According to Everyday Health, the most common antidepressants on the market today are selective serotonin reuptake inhibitors (such as Prozac, Paxil, Luvox, Zoloft, Lexapro and Celexa). This type of medication is followed closely in popularity by serotonin-norepinephrine reuptake inhibitors (like Effexor, Cymbalta and Remeron). Both categories cause some form of antidepressant side effects in patients.

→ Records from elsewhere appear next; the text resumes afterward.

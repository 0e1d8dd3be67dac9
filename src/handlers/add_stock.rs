//! `add` — increment an item's stock by one.
//!
//! Upsert semantics: an absent item is created at quantity 1. The response
//! echoes the post-mutation quantity as `currentStock`.

use crate::error::ServiceError;
use crate::service::Context;
use crate::store::{adapter, CounterStore};
use crate::transform::{self, Operation, OperationResponse};

pub const OPERATION: &str = "add";

pub fn handle<S: CounterStore>(ctx: &Context<S>) -> Result<OperationResponse, ServiceError> {
    ctx.caller()?;
    let mutation = transform::build_increment(ctx.raw_input())?;
    let outcome = adapter::apply(ctx.store(), &mutation);
    Ok(transform::render_response(Operation::Add, &outcome))
}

Weight gain—This is one the most common depression medication side effects. Fluid retention, reduced physical activity, and gaining back your appetite can all lead to weight gain. The tips for staving off weight gain on antidepressants are the same for people who want to lose weight. Cut out empty calories like soda, fast food, and sweet treats. Increase your intake of vegetables, fruits, whole grains, and lean meats. If weight gain becomes a severe problem, talk with your doctor about switching medications.
Weight loss—Some people experience nausea when they first go on antidepressants. Although this typically goes away within a week or two, ongoing nausea can cause you to lose too much weight. If you don’t feel like eating, try smaller meals more frequently throughout the day. Drink lots of cold beverages to settle your stomach and try an antacid. If the problem persists, your doctor can switch your prescription to a slow-release form of the same medication.

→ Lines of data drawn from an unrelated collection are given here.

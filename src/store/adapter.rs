//! Adapter — executes a mutation descriptor and normalizes the result.
//!
//! The sole caller of [`CounterStore::update_counter`]. Classifies raw store
//! results into the tagged [`Outcome`] both operations share: success,
//! precondition failed, or backend error. No retries here — retry policy,
//! if any, belongs to the caller.

use crate::mutation::{Mutation, Outcome};

use super::{CounterStore, StoreError};

/// Execute a mutation as one atomic store call and classify the result.
///
/// A cancelled or timed-out store call surfaces as `BackendError`; the
/// adapter never assumes success or failure on its own.
pub fn apply<S: CounterStore>(store: &S, mutation: &Mutation) -> Outcome {
    let result = store.update_counter(
        &mutation.key,
        mutation.delta,
        mutation.precondition,
        mutation.return_new_value,
    );

    match result {
        Ok(new_value) => Outcome::Applied(new_value),
        Err(StoreError::ConditionFailed) => Outcome::PreconditionFailed,
        Err(err) => {
            tracing::warn!(key = %mutation.key, error = %err, "store update failed");
            Outcome::BackendError(err.to_string())
        }
    }
}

Sexual side effects—SSRI medications are most likely to cause sexual side effects. Talk to your doctor about adjusting your dose of medication or ask about medication that only has one dose per day. You can also ask about taking what the Mayo Clinic refers to as a “drug holiday” (going off of medication for one day per week).
Take a chart of your common symptoms and their frequency to your doctor so you can communicate how much you are experiencing them. Although some side effects are just part of the territory, you should not be experiencing major problems on a long term basis. Often a switch in dosage or a change to another medication can be the solution.